Dataset entries

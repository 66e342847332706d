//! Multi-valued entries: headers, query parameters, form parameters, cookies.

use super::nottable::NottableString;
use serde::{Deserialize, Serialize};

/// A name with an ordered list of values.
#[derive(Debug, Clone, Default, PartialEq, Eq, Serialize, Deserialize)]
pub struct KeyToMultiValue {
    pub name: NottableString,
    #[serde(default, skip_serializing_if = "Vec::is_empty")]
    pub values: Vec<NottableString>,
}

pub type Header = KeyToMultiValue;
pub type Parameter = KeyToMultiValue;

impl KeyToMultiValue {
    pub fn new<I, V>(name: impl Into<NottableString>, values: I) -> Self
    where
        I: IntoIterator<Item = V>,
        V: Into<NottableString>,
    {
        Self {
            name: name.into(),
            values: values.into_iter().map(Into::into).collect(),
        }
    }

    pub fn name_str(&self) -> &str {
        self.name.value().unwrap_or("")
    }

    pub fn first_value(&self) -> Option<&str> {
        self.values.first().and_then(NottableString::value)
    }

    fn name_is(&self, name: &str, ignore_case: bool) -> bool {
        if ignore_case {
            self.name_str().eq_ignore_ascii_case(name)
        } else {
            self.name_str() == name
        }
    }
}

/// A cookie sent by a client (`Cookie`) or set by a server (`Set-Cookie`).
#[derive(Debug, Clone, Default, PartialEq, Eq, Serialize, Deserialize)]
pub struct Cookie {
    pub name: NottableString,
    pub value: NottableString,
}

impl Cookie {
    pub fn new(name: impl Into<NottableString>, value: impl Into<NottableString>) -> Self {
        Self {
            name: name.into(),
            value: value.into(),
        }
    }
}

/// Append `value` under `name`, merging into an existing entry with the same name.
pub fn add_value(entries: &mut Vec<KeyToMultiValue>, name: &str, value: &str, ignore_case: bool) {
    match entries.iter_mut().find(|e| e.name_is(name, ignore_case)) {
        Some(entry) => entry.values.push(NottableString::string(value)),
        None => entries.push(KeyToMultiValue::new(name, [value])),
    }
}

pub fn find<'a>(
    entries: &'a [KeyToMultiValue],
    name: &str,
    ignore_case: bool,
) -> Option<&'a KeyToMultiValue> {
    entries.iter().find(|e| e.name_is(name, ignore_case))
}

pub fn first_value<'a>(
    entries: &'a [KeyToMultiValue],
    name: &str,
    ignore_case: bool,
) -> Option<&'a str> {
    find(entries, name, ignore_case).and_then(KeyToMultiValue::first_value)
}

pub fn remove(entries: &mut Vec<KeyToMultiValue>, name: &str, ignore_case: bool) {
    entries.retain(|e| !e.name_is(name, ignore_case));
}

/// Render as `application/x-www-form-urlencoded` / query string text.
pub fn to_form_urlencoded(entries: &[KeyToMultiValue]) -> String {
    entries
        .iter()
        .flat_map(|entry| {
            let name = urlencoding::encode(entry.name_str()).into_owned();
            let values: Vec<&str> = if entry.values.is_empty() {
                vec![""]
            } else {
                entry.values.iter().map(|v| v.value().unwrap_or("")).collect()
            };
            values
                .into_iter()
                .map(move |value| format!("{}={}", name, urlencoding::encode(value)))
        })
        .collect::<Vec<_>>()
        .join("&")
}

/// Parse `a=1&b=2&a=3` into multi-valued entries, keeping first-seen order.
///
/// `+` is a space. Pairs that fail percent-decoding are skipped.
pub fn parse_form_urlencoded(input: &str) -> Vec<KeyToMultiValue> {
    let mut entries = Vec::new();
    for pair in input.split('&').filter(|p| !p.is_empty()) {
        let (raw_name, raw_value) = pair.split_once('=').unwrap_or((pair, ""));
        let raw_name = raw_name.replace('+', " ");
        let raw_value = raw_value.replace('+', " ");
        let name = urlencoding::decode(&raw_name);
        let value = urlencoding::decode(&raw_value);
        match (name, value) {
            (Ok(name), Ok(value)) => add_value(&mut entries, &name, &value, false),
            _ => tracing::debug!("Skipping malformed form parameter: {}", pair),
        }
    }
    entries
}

→ **PROBLEM DESCRIPTION**
Locate the word "replace" in the entries, and copy every line where it is found.

→ **RESULT OF THE EXERCISE**
        let raw_name = raw_name.replace('+', " ");
        let raw_value = raw_value.replace('+', " ");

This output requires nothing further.